- **What the exercise asks**: In the data below, find each line that contains the word "ReferralOutcome" and copy it.

- **Given data**:
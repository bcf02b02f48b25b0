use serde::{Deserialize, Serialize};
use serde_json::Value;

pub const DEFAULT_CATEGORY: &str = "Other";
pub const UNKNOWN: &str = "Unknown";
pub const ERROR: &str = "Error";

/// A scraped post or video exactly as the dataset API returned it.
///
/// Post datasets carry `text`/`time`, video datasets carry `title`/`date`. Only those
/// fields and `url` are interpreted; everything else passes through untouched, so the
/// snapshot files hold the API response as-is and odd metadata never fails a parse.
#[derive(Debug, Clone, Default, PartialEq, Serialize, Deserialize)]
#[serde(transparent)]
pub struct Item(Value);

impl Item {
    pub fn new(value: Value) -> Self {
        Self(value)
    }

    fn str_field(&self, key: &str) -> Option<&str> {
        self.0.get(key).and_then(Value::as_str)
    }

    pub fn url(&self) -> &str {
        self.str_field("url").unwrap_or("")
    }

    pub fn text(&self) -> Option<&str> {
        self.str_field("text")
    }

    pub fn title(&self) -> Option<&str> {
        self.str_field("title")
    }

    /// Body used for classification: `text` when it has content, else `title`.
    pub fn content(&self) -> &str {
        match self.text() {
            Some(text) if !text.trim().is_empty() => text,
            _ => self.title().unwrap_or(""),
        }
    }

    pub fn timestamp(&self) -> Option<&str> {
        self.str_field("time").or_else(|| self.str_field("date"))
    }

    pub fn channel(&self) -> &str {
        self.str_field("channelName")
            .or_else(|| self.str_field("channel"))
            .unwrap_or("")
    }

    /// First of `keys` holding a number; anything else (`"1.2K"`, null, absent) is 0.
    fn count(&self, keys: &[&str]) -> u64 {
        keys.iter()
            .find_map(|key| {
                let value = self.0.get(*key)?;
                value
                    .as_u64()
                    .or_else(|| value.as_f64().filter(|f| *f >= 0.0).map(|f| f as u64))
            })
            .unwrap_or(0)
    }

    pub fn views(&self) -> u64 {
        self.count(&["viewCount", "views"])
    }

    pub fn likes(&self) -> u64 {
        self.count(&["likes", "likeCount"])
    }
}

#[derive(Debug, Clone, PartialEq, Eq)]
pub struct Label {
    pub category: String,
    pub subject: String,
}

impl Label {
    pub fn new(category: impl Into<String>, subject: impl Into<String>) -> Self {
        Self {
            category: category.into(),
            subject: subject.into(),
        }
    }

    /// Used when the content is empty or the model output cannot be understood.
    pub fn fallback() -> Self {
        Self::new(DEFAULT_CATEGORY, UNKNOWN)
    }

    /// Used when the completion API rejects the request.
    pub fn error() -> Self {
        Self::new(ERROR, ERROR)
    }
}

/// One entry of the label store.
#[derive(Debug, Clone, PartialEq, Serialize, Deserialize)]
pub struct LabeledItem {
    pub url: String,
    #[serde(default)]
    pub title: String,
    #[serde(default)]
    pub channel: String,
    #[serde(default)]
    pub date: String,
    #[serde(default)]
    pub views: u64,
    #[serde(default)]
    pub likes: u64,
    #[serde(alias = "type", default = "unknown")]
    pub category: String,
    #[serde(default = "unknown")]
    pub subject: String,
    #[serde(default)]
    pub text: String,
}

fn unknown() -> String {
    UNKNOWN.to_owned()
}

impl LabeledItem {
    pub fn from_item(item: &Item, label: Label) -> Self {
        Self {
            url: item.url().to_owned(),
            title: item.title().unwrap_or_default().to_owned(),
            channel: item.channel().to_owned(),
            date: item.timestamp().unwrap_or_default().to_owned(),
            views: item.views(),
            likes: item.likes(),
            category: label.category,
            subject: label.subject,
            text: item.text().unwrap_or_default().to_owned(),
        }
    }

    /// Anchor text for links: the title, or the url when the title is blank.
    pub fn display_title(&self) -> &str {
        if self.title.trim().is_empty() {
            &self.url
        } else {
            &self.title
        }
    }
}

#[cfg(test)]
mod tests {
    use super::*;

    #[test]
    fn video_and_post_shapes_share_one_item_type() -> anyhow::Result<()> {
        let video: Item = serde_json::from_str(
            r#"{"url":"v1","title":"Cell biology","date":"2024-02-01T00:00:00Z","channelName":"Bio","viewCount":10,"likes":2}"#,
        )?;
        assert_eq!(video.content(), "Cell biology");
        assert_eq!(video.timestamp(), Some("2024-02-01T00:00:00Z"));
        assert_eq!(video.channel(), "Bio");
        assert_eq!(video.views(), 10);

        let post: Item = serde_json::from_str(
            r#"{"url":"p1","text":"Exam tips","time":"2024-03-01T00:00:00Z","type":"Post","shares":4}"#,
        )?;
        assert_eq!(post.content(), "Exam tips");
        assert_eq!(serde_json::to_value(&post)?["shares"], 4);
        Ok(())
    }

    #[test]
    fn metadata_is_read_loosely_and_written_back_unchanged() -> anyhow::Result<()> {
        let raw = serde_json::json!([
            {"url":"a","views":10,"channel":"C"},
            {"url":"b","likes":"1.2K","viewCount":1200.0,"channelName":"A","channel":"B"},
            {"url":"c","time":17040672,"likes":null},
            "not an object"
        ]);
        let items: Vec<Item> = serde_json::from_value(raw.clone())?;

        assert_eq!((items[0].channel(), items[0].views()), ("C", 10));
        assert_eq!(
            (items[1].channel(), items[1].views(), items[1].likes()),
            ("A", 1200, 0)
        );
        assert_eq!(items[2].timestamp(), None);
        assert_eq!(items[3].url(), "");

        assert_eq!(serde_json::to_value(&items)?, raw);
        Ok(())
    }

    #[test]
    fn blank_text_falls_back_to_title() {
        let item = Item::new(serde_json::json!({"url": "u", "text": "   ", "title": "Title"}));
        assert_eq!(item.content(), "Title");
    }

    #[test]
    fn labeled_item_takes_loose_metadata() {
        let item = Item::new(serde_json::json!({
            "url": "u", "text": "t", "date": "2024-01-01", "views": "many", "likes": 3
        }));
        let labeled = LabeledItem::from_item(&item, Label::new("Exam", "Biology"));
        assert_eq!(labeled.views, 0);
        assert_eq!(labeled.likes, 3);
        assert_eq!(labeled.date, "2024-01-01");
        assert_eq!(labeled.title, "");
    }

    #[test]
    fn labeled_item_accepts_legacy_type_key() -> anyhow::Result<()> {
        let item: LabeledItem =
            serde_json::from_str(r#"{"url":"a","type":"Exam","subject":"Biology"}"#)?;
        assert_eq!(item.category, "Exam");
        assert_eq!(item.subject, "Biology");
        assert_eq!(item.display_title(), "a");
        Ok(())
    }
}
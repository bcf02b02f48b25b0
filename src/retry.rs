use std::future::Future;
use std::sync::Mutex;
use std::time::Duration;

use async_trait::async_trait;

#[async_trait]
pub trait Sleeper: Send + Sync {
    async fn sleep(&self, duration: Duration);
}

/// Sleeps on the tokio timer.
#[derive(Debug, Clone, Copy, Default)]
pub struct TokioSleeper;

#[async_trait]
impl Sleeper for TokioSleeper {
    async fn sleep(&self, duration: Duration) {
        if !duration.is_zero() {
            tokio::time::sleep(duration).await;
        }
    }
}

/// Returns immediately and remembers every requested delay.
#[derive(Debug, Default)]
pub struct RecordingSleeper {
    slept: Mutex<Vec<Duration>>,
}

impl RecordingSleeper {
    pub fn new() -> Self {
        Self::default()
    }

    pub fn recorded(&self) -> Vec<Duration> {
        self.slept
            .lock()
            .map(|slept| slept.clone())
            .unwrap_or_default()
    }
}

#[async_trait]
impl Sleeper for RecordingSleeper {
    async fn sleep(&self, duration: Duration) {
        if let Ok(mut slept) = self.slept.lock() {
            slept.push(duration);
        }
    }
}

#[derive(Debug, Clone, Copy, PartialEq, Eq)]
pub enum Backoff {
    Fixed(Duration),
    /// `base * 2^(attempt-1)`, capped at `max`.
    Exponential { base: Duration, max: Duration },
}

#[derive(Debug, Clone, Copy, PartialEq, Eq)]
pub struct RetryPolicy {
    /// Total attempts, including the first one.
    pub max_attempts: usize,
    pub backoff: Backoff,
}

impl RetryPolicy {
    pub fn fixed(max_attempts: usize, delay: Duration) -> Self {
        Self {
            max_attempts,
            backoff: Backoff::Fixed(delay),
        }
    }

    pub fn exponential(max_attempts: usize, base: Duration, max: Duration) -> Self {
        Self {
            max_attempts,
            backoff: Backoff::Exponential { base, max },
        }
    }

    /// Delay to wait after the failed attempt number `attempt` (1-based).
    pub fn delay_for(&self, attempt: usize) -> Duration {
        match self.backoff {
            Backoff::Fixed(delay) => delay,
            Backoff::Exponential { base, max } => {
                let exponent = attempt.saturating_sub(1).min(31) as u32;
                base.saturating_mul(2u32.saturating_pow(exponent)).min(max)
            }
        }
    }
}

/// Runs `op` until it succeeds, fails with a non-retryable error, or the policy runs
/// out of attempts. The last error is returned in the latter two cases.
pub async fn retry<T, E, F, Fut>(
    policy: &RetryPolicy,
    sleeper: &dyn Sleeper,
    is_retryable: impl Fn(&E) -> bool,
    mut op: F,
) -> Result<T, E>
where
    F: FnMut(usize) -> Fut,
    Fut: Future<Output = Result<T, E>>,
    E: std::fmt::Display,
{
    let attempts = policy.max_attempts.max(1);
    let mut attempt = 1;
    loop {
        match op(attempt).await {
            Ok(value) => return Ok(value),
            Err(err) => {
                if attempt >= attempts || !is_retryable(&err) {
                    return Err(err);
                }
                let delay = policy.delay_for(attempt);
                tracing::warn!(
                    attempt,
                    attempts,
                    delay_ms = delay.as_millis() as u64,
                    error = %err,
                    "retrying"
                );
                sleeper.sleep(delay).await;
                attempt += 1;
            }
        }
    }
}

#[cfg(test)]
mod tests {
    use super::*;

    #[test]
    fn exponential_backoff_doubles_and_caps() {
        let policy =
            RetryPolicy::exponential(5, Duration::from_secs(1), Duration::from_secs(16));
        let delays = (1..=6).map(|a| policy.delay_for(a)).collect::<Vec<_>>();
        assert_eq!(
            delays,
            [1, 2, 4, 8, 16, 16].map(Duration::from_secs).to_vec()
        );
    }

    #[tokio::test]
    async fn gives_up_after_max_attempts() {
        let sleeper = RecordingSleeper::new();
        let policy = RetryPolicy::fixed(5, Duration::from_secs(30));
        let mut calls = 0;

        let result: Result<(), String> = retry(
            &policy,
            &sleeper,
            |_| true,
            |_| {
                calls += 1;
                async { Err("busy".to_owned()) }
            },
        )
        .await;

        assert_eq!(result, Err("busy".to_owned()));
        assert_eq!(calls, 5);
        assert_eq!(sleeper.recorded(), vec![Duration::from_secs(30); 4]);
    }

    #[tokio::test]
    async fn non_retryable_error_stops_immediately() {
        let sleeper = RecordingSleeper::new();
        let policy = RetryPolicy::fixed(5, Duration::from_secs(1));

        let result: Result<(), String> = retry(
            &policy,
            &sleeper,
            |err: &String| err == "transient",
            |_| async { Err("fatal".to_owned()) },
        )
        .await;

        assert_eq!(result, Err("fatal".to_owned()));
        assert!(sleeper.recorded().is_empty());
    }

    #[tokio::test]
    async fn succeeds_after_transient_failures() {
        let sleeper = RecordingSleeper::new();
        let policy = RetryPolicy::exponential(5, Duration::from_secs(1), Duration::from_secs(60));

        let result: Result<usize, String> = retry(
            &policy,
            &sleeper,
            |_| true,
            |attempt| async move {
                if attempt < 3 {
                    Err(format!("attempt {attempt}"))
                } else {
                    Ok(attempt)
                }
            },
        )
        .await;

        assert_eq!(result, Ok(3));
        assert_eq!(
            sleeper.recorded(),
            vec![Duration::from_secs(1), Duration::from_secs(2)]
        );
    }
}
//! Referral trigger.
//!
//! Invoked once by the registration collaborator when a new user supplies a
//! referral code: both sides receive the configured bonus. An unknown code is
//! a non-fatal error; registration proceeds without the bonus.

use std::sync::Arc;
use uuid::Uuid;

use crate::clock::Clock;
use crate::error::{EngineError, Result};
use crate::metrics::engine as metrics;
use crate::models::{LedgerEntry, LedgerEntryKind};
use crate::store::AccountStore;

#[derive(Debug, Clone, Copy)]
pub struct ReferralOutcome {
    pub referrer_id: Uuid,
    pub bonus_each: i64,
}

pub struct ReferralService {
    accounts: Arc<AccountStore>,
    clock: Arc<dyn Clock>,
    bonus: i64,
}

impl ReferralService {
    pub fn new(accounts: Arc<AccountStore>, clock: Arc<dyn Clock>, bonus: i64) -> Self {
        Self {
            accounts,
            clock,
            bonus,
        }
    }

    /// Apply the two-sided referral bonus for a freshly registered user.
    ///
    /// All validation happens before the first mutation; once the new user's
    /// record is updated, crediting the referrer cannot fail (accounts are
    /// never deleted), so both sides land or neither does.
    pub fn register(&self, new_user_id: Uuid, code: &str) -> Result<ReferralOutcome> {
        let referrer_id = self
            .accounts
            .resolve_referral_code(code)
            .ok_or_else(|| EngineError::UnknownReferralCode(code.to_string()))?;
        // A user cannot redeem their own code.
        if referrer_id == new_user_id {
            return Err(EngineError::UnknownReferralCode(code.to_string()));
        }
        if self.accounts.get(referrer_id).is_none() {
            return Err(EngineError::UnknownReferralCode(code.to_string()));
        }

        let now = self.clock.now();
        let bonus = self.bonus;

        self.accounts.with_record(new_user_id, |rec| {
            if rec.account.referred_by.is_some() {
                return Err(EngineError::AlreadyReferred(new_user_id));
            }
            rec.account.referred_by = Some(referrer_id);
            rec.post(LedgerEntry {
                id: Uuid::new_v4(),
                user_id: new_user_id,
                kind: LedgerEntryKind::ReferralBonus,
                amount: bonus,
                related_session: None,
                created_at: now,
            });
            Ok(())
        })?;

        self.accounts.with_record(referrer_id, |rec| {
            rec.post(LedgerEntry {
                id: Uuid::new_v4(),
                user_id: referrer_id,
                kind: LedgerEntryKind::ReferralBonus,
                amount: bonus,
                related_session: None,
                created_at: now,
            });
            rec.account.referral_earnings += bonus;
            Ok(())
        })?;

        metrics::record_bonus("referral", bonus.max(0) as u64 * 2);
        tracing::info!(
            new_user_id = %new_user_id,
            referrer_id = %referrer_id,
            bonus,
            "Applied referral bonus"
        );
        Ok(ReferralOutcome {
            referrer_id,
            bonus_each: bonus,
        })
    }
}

- **Exercise solution**:
pub struct ReferralOutcome {
    pub fn register(&self, new_user_id: Uuid, code: &str) -> Result<ReferralOutcome> {
        Ok(ReferralOutcome {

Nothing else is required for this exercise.